[[ PROVIDED INFORMATION, beginning ]]
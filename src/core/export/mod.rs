//! Export orchestration
//!
//! This module provides the export run for Harvest:
//! - Stage-by-stage coordination of retrieval and reshaping
//! - The per-run operation log
//! - Summary and reporting

pub mod coordinator;
pub mod oplog;
pub mod summary;

pub use coordinator::{ExportCoordinator, NO_DATA_REASONS};
pub use oplog::{LogEntry, LogLevel, OperationLog};
pub use summary::{ExportFailure, ExportSummary, ExportWarning};
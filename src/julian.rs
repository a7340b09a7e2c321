use serde::{Deserialize, Serialize};

use crate::consts::{
    FEBRUARY, GREGORIAN_REFORM_JDN, JULIAN_CENTURY_ANCHOR, JULIAN_CENTURY_LENGTH,
    JULIAN_DAY_OFFSET, JULIAN_MONTH_LENGTH, JULIAN_YEAR_ANCHOR, JULIAN_YEAR_LENGTH,
    JULIAN_YEAR_OFFSET, MONTHS_PER_YEAR,
};
use crate::prelude::*;

/// A Julian Day Number: a continuous day count anchored to the Julian epoch.
///
/// Values produced by [`CalendarDate::to_julian_day`](crate::CalendarDate::to_julian_day)
/// are always whole numbers; fractional values are accepted on the way in and
/// floored to a calendar day.
#[derive(
    Debug, Clone, Copy, PartialEq, PartialOrd, Display, Deref, From, FromStr, Into, Serialize, Deserialize,
)]
#[serde(transparent)]
pub struct JulianDay(f64);

impl JulianDay {
    /// Wraps a raw day count
    pub const fn new(value: f64) -> Self {
        Self(value)
    }

    /// Returns the raw day count
    #[inline]
    pub const fn get(self) -> f64 {
        self.0
    }

    /// True for days before the Gregorian reform, where the inverse conversion
    /// switches to the Julian calendar
    pub fn is_before_reform(self) -> bool {
        self.0 < GREGORIAN_REFORM_JDN
    }
}

/// Forward conversion of a (year, month, day) triple.
///
/// January and February count as months 13 and 14 of the previous year.
pub(crate) fn from_civil(year: i32, month: i32, day: i32) -> JulianDay {
    let (year, month) = if month <= FEBRUARY {
        (f64::from(year) - 1.0, f64::from(month + MONTHS_PER_YEAR))
    } else {
        (f64::from(year), f64::from(month))
    };

    let century = (year / 100.0).floor();
    let correction = 2.0 - century + (century / 4.0).floor();

    JulianDay(
        (JULIAN_YEAR_LENGTH * (year + JULIAN_YEAR_OFFSET)).floor()
            + (JULIAN_MONTH_LENGTH * (month + 1.0)).floor()
            + f64::from(day)
            + correction
            - JULIAN_DAY_OFFSET,
    )
}

/// Inverse conversion. Returns `None` when the day count is not finite or the
/// resulting year does not fit in an `i32`.
pub(crate) fn to_civil(jd: JulianDay) -> Option<(i32, i32, i32)> {
    let d = jd.0;
    if !d.is_finite() {
        return None;
    }

    let alpha = ((d - JULIAN_CENTURY_ANCHOR) / JULIAN_CENTURY_LENGTH).floor();
    let a = if jd.is_before_reform() {
        d
    } else {
        d + 1.0 + alpha - (alpha / 4.0).floor()
    };

    let b = a + JULIAN_DAY_OFFSET;
    let c = ((b - JULIAN_YEAR_ANCHOR) / JULIAN_YEAR_LENGTH).floor();
    let days = (JULIAN_YEAR_LENGTH * c).floor();
    let e = ((b - days) / JULIAN_MONTH_LENGTH).floor();

    let day = (b - days - (JULIAN_MONTH_LENGTH * e).floor()).floor();
    let month = if e < 14.0 { e - 1.0 } else { e - 13.0 };
    let year = if month > f64::from(FEBRUARY) {
        c - JULIAN_YEAR_OFFSET
    } else {
        c - (JULIAN_YEAR_OFFSET - 1.0)
    };

    Some((to_i32(year)?, to_i32(month)?, to_i32(day)?))
}

#[allow(clippy::cast_possible_truncation)]
fn to_i32(value: f64) -> Option<i32> {
    (value >= f64::from(i32::MIN) && value <= f64::from(i32::MAX)).then_some(value as i32)
}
[[ PROVIDED INFORMATION, end ]]
▶ EXERCISE REQUIREMENTS
Proceeding from the line containing "per-run operation log" through the line containing "the previous year.", transcribe the lines above exactly, both end lines included.

▶ RESPONSE TO THIS EXERCISE
//! - The per-run operation log
//! - Summary and reporting

pub mod coordinator;
pub mod oplog;
pub mod summary;

pub use coordinator::{ExportCoordinator, NO_DATA_REASONS};
pub use oplog::{LogEntry, LogLevel, OperationLog};
pub use summary::{ExportFailure, ExportSummary, ExportWarning};
filename src/julian.rs
repository a7340b09a7e2c321
use serde::{Deserialize, Serialize};

use crate::consts::{
    FEBRUARY, GREGORIAN_REFORM_JDN, JULIAN_CENTURY_ANCHOR, JULIAN_CENTURY_LENGTH,
    JULIAN_DAY_OFFSET, JULIAN_MONTH_LENGTH, JULIAN_YEAR_ANCHOR, JULIAN_YEAR_LENGTH,
    JULIAN_YEAR_OFFSET, MONTHS_PER_YEAR,
};
use crate::prelude::*;

/// A Julian Day Number: a continuous day count anchored to the Julian epoch.
///
/// Values produced by [`CalendarDate::to_julian_day`](crate::CalendarDate::to_julian_day)
/// are always whole numbers; fractional values are accepted on the way in and
/// floored to a calendar day.
#[derive(
    Debug, Clone, Copy, PartialEq, PartialOrd, Display, Deref, From, FromStr, Into, Serialize, Deserialize,
)]
#[serde(transparent)]
pub struct JulianDay(f64);

impl JulianDay {
    /// Wraps a raw day count
    pub const fn new(value: f64) -> Self {
        Self(value)
    }

    /// Returns the raw day count
    #[inline]
    pub const fn get(self) -> f64 {
        self.0
    }

    /// True for days before the Gregorian reform, where the inverse conversion
    /// switches to the Julian calendar
    pub fn is_before_reform(self) -> bool {
        self.0 < GREGORIAN_REFORM_JDN
    }
}

/// Forward conversion of a (year, month, day) triple.
///
/// January and February count as months 13 and 14 of the previous year.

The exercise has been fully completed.